U. of Oregon Taps Its Scholars to Be Fundraisers
October 27, 2016 | Read Time: 4 minutes

Christoph Lindner made a name for himself in the Netherlands as a scholar and cultural theorist. When he joined the University of Oregon this summer as dean of its School of Architecture and Allied Arts, he donned the hat of fundraiser as well.
Under orders from university President Michael Schill, Mr. Lindner and his fellow academic deans spend at least 50 percent of their time raising money. Like any frontline gift officer, they court and cultivate a list of top prospects, and their work is tracked through metrics, including dollars raised and the number of contacts with donors.
This introduction to American philanthropy has been, in Mr. Lindner’s words, “an eye-opener.” Yet he’s not the only academic getting a crash course in fundraising. Public universities nationwide are upgrading their development operations — and folding faculty and deans into the mix — as they turn to philanthropy to fill voids created by declines in state funding.
“We get only about 6 to 7 percent of our operating budget from the state appropriations process,” says Paul Elstone, senior associate vice president for development at Oregon. “The president has made it clear: Philanthropy is critical to our future.”
The university, which is in the midst of a $2 billion campaign, brought in $145 million last year, more than double what it raised in 2014. The features of its campaign are familiar: big gifts (Phil and Penny Knight pledged $500 million); a beefed-up development office (now with 45 staff, up from 25); and a new crowdfunding platform. But a key to the effort’s final years will be the deans, who are getting schooled in the art of rainmaking.
The university this year hired Chelsey Megli, formerly a consultant on managing fundraising talent. Though her focus is development-office staff, she’s also running workshops with Oregon’s 10 academic deans. Each is assembling binders stuffed with research on donor behavior, the psychology of giving, and the philanthropy of high-net-worth individuals. In one session, the deans analyzed the giving of donors whose lifetime contributions to the university topped $1 million.
Fundraising Lessons
The workshops aim to help the deans build their own fundraising approach, not drill them on a set of practices, Ms. Megli says. “These are highly intellectual, intelligent individuals. I try to have a lot of data, because you’re dealing with academics who want to know we’re doing evidence-based work.”

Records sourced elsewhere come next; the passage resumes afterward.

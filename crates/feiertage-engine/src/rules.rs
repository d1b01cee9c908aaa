//! The holiday rule table.
//!
//! One entry per German public holiday, compiled in as `const` data and
//! never mutated; safe for unsynchronized concurrent reads.

use crate::region::{states, RegionSet};
use feiertage_core::errors::Result;
use feiertage_time::{easter_sunday, penance_day, Date};

/// When in the year a rule's holiday falls.
#[derive(Debug, Clone, Copy, PartialEq, Eq)]
pub enum RuleDate {
    /// The same month and day every year.
    Fixed {
        /// Month (1–12).
        month: u8,
        /// Day of the month.
        day: u8,
    },
    /// A signed day offset from Easter Sunday.
    EasterOffset(i32),
    /// Buß- und Bettag, computed from the weekday of December 25.
    PenanceDay,
}

/// A single holiday rule.
#[derive(Debug, Clone, Copy, PartialEq, Eq)]
pub struct HolidayRule {
    /// Symbolic holiday name, e.g. `"new_years_day"`.
    pub name: &'static str,
    /// How the holiday's date is determined.
    pub date: RuleDate,
    /// Federal states observing the holiday; empty means nationwide.
    pub regions: &'static [&'static str],
}

impl HolidayRule {
    /// Resolve the rule's date for a given year.
    pub fn resolve(&self, year: u16) -> Result<Date> {
        match self.date {
            RuleDate::Fixed { month, day } => Date::from_ymd(year, month, day),
            RuleDate::EasterOffset(days) => easter_sunday(year)?.add_days(days),
            RuleDate::PenanceDay => penance_day(year),
        }
    }

    /// Return `true` if the rule applies to a subject with the given
    /// regions: nationwide rules always apply, region-gated rules when the
    /// set contains at least one required token.
    pub fn applies_to(&self, regions: &RegionSet) -> bool {
        self.regions.is_empty() || self.regions.iter().any(|r| regions.contains(r))
    }
}

/// All German public holidays, in calendar order.
///
/// The table is non-overlapping for any fixed year: at most one rule
/// matches a given date.
pub const RULES: &[HolidayRule] = &[
    // Neujahr (Jan 1, nationwide)
    HolidayRule {
        name: "new_years_day",
        date: RuleDate::Fixed { month: 1, day: 1 },
        regions: &[],
    },
    // Heilige Drei Könige (Jan 6)
    HolidayRule {
        name: "twelfth_day",
        date: RuleDate::Fixed { month: 1, day: 6 },
        regions: &[
            states::BADEN_WUERTTEMBERG,
            states::BAYERN,
            states::SACHSEN_ANHALT,
        ],
    },
    // Karfreitag (nationwide)
    HolidayRule {
        name: "good_friday",
        date: RuleDate::EasterOffset(-2),
        regions: &[],
    },
    // Ostersonntag is deliberately not listed: it always falls on a Sunday
    // and is not a separate statutory holiday.
    // Ostermontag (nationwide)
    HolidayRule {
        name: "easter_monday",
        date: RuleDate::EasterOffset(1),
        regions: &[],
    },
    // Maifeiertag (May 1, nationwide)
    HolidayRule {
        name: "may_first",
        date: RuleDate::Fixed { month: 5, day: 1 },
        regions: &[],
    },
    // Christi Himmelfahrt (nationwide)
    HolidayRule {
        name: "ascension_day",
        date: RuleDate::EasterOffset(39),
        regions: &[],
    },
    // Pfingstmontag (nationwide)
    HolidayRule {
        name: "whit_monday",
        date: RuleDate::EasterOffset(50),
        regions: &[],
    },
    // Fronleichnam
    HolidayRule {
        name: "corpus_christi",
        date: RuleDate::EasterOffset(60),
        regions: &[
            states::BADEN_WUERTTEMBERG,
            states::BAYERN,
            states::HESSEN,
            states::NORDRHEIN_WESTFALEN,
            states::RHEINLAND_PFALZ,
            states::SAARLAND,
        ],
    },
    // Mariä Himmelfahrt (Aug 15)
    HolidayRule {
        name: "assumption_day",
        date: RuleDate::Fixed { month: 8, day: 15 },
        regions: &[states::SAARLAND],
    },
    // Tag der deutschen Einheit (Oct 3, nationwide)
    HolidayRule {
        name: "german_unification_day",
        date: RuleDate::Fixed { month: 10, day: 3 },
        regions: &[],
    },
    // Reformationstag (Oct 31)
    HolidayRule {
        name: "reformation_day",
        date: RuleDate::Fixed { month: 10, day: 31 },
        regions: &[
            states::BRANDENBURG,
            states::MECKLENBURG_VORPOMMERN,
            states::SACHSEN,
            states::SACHSEN_ANHALT,
            states::THUERINGEN,
        ],
    },
    // Allerheiligen (Nov 1)
    HolidayRule {
        name: "all_saints_day",
        date: RuleDate::Fixed { month: 11, day: 1 },
        regions: &[
            states::BADEN_WUERTTEMBERG,
            states::BAYERN,
            states::NORDRHEIN_WESTFALEN,
            states::RHEINLAND_PFALZ,
            states::SAARLAND,
        ],
    },
    // Buß- und Bettag
    HolidayRule {
        name: "penance_day",
        date: RuleDate::PenanceDay,
        regions: &[states::SACHSEN],
    },
    // 1. Weihnachtsfeiertag (Dec 25, nationwide)
    HolidayRule {
        name: "christmas_day",
        date: RuleDate::Fixed { month: 12, day: 25 },
        regions: &[],
    },
    // 2. Weihnachtsfeiertag (Dec 26, nationwide)
    HolidayRule {
        name: "boxing_day",
        date: RuleDate::Fixed { month: 12, day: 26 },
        regions: &[],
    },
];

Ms. Megli, who has trained deans and faculty at other institutions, says scholars don’t always embrace lessons in fundraising. “I’ve certainly been in the room with slightly combative deans who believe they know development very well,” she says.
So far, the Oregon training appears to be going well. Mr. Lindner says he has soaked up the information. Coming from the Netherlands, where universities rely almost entirely on government money, he relishes the notion that fundraising could help him realize his vision for his school.
“There’s something liberating about it,” he says. “If you have a really provocative dream, if you have a project that has quality and content and traction and the potential for impact, you can make new things happen.”
Though it may be odd for an academic to find performance measured through a few numbers, Mr. Lindner believes the fundraising metrics are intended to help him learn and improve.
“You can imagine other scenarios where the metrics have more sinister ends,” he says with a laugh. “ ‘Whoever has the best metric gets a set of steak knives at the end of the month.’ But that’s not the approach we’re taking so far.”